DATA SHOWN:
----------

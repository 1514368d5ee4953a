//! Invoice generation.
//!
//! A batch of bookings becomes one billing per provider. Every price, name and
//! total is copied into the line items at generation time, and the whole batch
//! is written in a single store transaction: either every booking is billed or
//! none is.

use std::collections::BTreeMap;

use chrono::{DateTime, Utc};
use rust_decimal::Decimal;
use uuid::Uuid;

use crate::db::{Store, StoreError};
use crate::models::{Booking, BookingUpgrade};
use crate::pricing::calculators::{compute_price, line_total, round_money};
use crate::pricing::models::PriceTarget;

use super::models::{Billing, BillingItem, BillingItemUpgrade};

/// Billing error types
#[derive(Debug, thiserror::Error)]
pub enum BillingError {
    #[error("No booking ids given")]
    EmptyBatch,

    #[error("Billing period start {start} must be before end {end}")]
    InvalidPeriod {
        start: DateTime<Utc>,
        end: DateTime<Utc>,
    },

    #[error("None of the requested bookings exist")]
    NoBookingsFound,

    /// Every offending booking is listed; nothing in the batch was billed
    #[error("Bookings already billed: {0:?}")]
    AlreadyBilled(Vec<Uuid>),

    #[error("Booking {booking_id} has non-positive duration {duration_minutes}")]
    InvalidDuration {
        booking_id: Uuid,
        duration_minutes: i32,
    },

    #[error("Booking {booking_id} has non-positive quantity {quantity} of upgrade {upgrade_id}")]
    InvalidQuantity {
        booking_id: Uuid,
        upgrade_id: Uuid,
        quantity: i32,
    },

    #[error("No room price in effect for room {room_id} at {at} (booking {booking_id})")]
    RoomPriceMissing {
        booking_id: Uuid,
        room_id: Uuid,
        at: DateTime<Utc>,
    },

    #[error("No upgrade price in effect for upgrade {upgrade_id} at {at} (booking {booking_id})")]
    UpgradePriceMissing {
        booking_id: Uuid,
        upgrade_id: Uuid,
        at: DateTime<Utc>,
    },

    #[error("Billing {0} not found")]
    BillingNotFound(Uuid),

    #[error(transparent)]
    Store(#[from] StoreError),
}

/// Generate and persist one billing per provider for the given bookings.
///
/// Fails without writing anything if no booking exists, if any booking is
/// already billed, or if a price in effect at a booking's start is missing.
pub async fn generate_billings<S: Store + ?Sized>(
    store: &S,
    booking_ids: &[Uuid],
    period_start: DateTime<Utc>,
    period_end: DateTime<Utc>,
) -> Result<Vec<Billing>, BillingError> {
    if booking_ids.is_empty() {
        return Err(BillingError::EmptyBatch);
    }
    if period_start >= period_end {
        return Err(BillingError::InvalidPeriod {
            start: period_start,
            end: period_end,
        });
    }

    let bookings = store.find_bookings(booking_ids).await?;
    if bookings.is_empty() {
        return Err(BillingError::NoBookingsFound);
    }

    let loaded_ids: Vec<Uuid> = bookings.iter().map(|b| b.id).collect();
    let already_billed = store.billed_booking_ids(&loaded_ids).await?;
    if !already_billed.is_empty() {
        tracing::warn!(
            "Rejecting billing batch of {} bookings: {} already billed",
            loaded_ids.len(),
            already_billed.len()
        );
        return Err(BillingError::AlreadyBilled(already_billed));
    }

    let mut by_provider: BTreeMap<Uuid, Vec<Booking>> = BTreeMap::new();
    for booking in bookings {
        by_provider.entry(booking.provider_id).or_default().push(booking);
    }

    let created_at = Utc::now();
    let mut billings = Vec::with_capacity(by_provider.len());

    for (provider_id, mut provider_bookings) in by_provider {
        provider_bookings.sort_by_key(|b| (b.start_time, b.id));

        let billing_id = Uuid::new_v4();
        let mut items = Vec::with_capacity(provider_bookings.len());
        for booking in &provider_bookings {
            items.push(freeze_item(store, billing_id, booking).await?);
        }

        let total_amount = round_money(items.iter().map(|i| i.total_amount).sum());
        billings.push(Billing {
            id: billing_id,
            provider_id,
            provider_name: provider_bookings[0].provider_name.clone(),
            period_start,
            period_end,
            total_amount,
            created_at,
            items,
        });
    }

    match store.save_billings(&billings).await {
        Ok(()) => {}
        Err(StoreError::AlreadyBilled(ids)) => {
            tracing::warn!("Billing batch lost a race: {:?} billed concurrently", ids);
            return Err(BillingError::AlreadyBilled(ids));
        }
        Err(e) => return Err(e.into()),
    }

    tracing::info!(
        "Generated {} billings for {} bookings ({} to {})",
        billings.len(),
        loaded_ids.len(),
        period_start,
        period_end
    );

    Ok(billings)
}

/// Price one booking and copy every fact the charge depends on.
async fn freeze_item<S: Store + ?Sized>(
    store: &S,
    billing_id: Uuid,
    booking: &Booking,
) -> Result<BillingItem, BillingError> {
    if booking.duration_minutes <= 0 {
        return Err(BillingError::InvalidDuration {
            booking_id: booking.id,
            duration_minutes: booking.duration_minutes,
        });
    }

    let room_price = store
        .find_price_valid_at(PriceTarget::Room(booking.room_id), booking.start_time)
        .await?
        .ok_or(BillingError::RoomPriceMissing {
            booking_id: booking.id,
            room_id: booking.room_id,
            at: booking.start_time,
        })?;

    // Price with exactly the rate that is frozen on the item
    let room_rate = round_money(room_price.rate);
    let tiers = store.list_tiers(room_price.id).await?;
    let subtotal_room = compute_price(room_rate, &tiers, booking.duration_minutes);

    let item_id = Uuid::new_v4();
    let mut upgrades = Vec::with_capacity(booking.upgrades.len());
    for line in &booking.upgrades {
        upgrades.push(freeze_upgrade(store, item_id, booking, line).await?);
    }

    let subtotal_upgrades = round_money(upgrades.iter().map(|u| u.total_amount).sum::<Decimal>());

    Ok(BillingItem {
        id: item_id,
        billing_id,
        booking_id: booking.id,
        room_price_id: room_price.id,
        start_time: booking.start_time,
        end_time: booking.end_time(),
        duration_minutes: booking.duration_minutes,
        resting_minutes: booking.resting_minutes,
        client_alias: booking.client_alias.clone(),
        room_name: booking.room_name.clone(),
        room_rate,
        subtotal_room,
        subtotal_upgrades,
        total_amount: round_money(subtotal_room + subtotal_upgrades),
        upgrades,
    })
}

async fn freeze_upgrade<S: Store + ?Sized>(
    store: &S,
    billing_item_id: Uuid,
    booking: &Booking,
    line: &BookingUpgrade,
) -> Result<BillingItemUpgrade, BillingError> {
    if line.quantity <= 0 {
        return Err(BillingError::InvalidQuantity {
            booking_id: booking.id,
            upgrade_id: line.upgrade_id,
            quantity: line.quantity,
        });
    }

    let price = store
        .find_price_valid_at(PriceTarget::Upgrade(line.upgrade_id), booking.start_time)
        .await?
        .ok_or(BillingError::UpgradePriceMissing {
            booking_id: booking.id,
            upgrade_id: line.upgrade_id,
            at: booking.start_time,
        })?;

    let unit_rate = round_money(price.rate);
    Ok(BillingItemUpgrade {
        id: Uuid::new_v4(),
        billing_item_id,
        upgrade_id: line.upgrade_id,
        upgrade_price_id: price.id,
        upgrade_name: line.upgrade_name.clone(),
        quantity: line.quantity,
        unit_rate,
        total_amount: line_total(unit_rate, line.quantity),
    })
}

pub async fn get_billing<S: Store + ?Sized>(
    store: &S,
    billing_id: Uuid,
) -> Result<Billing, BillingError> {
    store
        .find_billing(billing_id)
        .await?
        .ok_or(BillingError::BillingNotFound(billing_id))
}

/// All billings, most recent first
pub async fn list_billings<S: Store + ?Sized>(store: &S) -> Result<Vec<Billing>, BillingError> {
    Ok(store.list_billings().await?)
}

pub async fn list_billings_for_provider<S: Store + ?Sized>(
    store: &S,
    provider_id: Uuid,
) -> Result<Vec<Billing>, BillingError> {
    Ok(store.list_billings_for_provider(provider_id).await?)
}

----------

WHAT YOU SHOULD DO: Show, from the material above, each line that includes the string "pricing".

ANSWER TO THIS TASK:
use crate::pricing::calculators::{compute_price, line_total, round_money};
use crate::pricing::models::PriceTarget;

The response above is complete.